━━ RECORDS SUPPLIED

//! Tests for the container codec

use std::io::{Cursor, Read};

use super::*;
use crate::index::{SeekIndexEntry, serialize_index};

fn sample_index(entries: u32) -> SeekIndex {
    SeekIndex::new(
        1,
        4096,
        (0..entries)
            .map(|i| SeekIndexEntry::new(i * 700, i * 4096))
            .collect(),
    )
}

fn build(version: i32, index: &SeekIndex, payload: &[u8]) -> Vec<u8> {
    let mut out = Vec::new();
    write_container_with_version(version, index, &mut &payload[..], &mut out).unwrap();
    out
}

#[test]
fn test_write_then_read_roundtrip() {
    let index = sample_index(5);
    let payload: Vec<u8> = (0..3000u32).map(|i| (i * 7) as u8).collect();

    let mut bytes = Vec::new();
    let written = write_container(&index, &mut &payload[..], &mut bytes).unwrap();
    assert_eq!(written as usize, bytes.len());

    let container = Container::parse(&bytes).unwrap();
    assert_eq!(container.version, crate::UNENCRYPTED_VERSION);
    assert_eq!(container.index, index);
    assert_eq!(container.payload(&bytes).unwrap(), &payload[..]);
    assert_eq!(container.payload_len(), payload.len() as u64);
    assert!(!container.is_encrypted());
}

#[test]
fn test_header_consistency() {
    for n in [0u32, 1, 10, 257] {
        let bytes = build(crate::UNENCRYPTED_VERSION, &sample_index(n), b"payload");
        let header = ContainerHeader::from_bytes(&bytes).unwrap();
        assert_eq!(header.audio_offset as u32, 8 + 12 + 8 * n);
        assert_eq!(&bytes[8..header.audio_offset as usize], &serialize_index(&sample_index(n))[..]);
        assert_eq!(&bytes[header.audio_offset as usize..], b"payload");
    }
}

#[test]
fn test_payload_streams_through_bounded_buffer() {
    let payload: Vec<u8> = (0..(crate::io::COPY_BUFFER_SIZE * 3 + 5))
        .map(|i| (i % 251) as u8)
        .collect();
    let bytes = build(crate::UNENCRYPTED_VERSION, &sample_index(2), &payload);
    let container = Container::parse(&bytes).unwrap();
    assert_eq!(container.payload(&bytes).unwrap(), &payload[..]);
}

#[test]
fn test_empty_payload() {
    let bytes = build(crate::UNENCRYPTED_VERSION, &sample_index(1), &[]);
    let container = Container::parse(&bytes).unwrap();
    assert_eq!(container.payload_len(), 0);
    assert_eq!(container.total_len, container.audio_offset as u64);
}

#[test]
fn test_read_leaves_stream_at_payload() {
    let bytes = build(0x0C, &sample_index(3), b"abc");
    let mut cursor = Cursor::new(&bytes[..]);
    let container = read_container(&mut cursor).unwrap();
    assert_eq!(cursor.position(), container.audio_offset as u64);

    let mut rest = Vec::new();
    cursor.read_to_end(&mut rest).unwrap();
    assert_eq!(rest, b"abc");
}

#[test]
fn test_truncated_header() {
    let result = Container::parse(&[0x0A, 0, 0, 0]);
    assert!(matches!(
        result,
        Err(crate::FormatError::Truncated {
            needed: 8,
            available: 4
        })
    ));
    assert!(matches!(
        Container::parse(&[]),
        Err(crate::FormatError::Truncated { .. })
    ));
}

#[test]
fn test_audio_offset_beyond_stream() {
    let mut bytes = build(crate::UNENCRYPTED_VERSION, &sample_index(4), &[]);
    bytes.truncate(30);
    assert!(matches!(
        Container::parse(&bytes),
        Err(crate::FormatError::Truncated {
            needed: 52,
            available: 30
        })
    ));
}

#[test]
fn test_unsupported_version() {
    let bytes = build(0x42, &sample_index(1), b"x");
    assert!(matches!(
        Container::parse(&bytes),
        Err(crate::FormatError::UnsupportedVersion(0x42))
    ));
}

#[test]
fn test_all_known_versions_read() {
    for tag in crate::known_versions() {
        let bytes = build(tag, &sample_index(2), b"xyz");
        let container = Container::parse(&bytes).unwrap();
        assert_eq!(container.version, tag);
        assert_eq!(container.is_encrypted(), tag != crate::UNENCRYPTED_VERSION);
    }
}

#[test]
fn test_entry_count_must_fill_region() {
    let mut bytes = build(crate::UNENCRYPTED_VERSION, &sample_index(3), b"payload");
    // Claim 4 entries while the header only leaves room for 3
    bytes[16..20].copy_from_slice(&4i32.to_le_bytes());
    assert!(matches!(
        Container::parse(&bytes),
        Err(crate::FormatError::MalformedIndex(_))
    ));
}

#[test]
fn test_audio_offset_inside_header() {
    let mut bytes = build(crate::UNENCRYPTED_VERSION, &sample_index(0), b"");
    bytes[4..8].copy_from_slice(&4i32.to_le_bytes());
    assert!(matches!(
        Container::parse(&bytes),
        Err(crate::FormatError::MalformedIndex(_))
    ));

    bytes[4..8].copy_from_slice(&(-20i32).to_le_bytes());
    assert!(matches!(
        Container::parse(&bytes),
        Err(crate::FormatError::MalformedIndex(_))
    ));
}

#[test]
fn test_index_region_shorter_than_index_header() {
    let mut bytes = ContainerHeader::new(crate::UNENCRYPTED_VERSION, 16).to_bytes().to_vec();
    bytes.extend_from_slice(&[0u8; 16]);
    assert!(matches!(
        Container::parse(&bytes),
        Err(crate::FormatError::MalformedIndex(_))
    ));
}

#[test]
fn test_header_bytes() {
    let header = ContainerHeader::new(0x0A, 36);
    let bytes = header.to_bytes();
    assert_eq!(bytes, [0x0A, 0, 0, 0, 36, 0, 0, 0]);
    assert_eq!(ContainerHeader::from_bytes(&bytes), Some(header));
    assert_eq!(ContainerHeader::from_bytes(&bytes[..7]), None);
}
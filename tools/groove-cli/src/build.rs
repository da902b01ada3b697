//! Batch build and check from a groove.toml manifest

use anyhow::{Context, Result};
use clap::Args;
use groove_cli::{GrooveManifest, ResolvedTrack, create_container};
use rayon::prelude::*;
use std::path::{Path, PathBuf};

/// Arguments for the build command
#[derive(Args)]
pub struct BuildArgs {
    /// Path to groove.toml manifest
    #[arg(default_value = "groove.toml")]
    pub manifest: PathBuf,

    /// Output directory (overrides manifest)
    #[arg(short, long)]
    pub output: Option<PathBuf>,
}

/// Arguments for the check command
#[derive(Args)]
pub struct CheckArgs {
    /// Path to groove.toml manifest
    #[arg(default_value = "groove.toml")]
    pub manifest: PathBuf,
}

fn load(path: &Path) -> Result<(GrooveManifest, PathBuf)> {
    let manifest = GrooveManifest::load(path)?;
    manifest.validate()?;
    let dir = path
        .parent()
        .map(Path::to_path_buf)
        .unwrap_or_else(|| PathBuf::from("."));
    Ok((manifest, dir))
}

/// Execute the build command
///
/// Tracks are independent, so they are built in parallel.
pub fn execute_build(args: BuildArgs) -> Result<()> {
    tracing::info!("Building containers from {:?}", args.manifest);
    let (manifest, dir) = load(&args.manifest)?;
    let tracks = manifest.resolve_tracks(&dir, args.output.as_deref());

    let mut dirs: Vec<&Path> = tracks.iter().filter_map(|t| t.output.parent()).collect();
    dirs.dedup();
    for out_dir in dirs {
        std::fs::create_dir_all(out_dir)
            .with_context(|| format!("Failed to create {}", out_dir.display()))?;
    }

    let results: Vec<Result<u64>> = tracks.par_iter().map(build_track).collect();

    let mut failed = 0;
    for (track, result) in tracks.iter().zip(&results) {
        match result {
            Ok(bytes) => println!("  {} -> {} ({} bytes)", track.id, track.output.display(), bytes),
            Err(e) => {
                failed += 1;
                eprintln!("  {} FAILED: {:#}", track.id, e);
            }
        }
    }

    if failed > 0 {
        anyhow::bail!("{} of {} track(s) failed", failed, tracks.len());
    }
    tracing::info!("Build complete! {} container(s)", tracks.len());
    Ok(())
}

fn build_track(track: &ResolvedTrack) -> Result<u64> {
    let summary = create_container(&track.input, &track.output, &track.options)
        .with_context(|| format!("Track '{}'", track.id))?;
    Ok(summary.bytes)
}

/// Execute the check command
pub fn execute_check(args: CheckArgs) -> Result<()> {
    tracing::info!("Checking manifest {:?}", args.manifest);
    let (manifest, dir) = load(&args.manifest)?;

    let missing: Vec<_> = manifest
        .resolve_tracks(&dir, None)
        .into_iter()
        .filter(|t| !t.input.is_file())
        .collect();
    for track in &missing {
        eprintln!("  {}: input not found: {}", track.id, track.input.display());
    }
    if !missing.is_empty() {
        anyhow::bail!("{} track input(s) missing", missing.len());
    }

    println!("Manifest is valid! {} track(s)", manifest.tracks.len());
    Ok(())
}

━━━━

▸ PROBLEM TO SOLVE:
A single number is the answer: the count of lines above that include the string "summary".

▸ SOLUTION FOR THIS PROBLEM:
2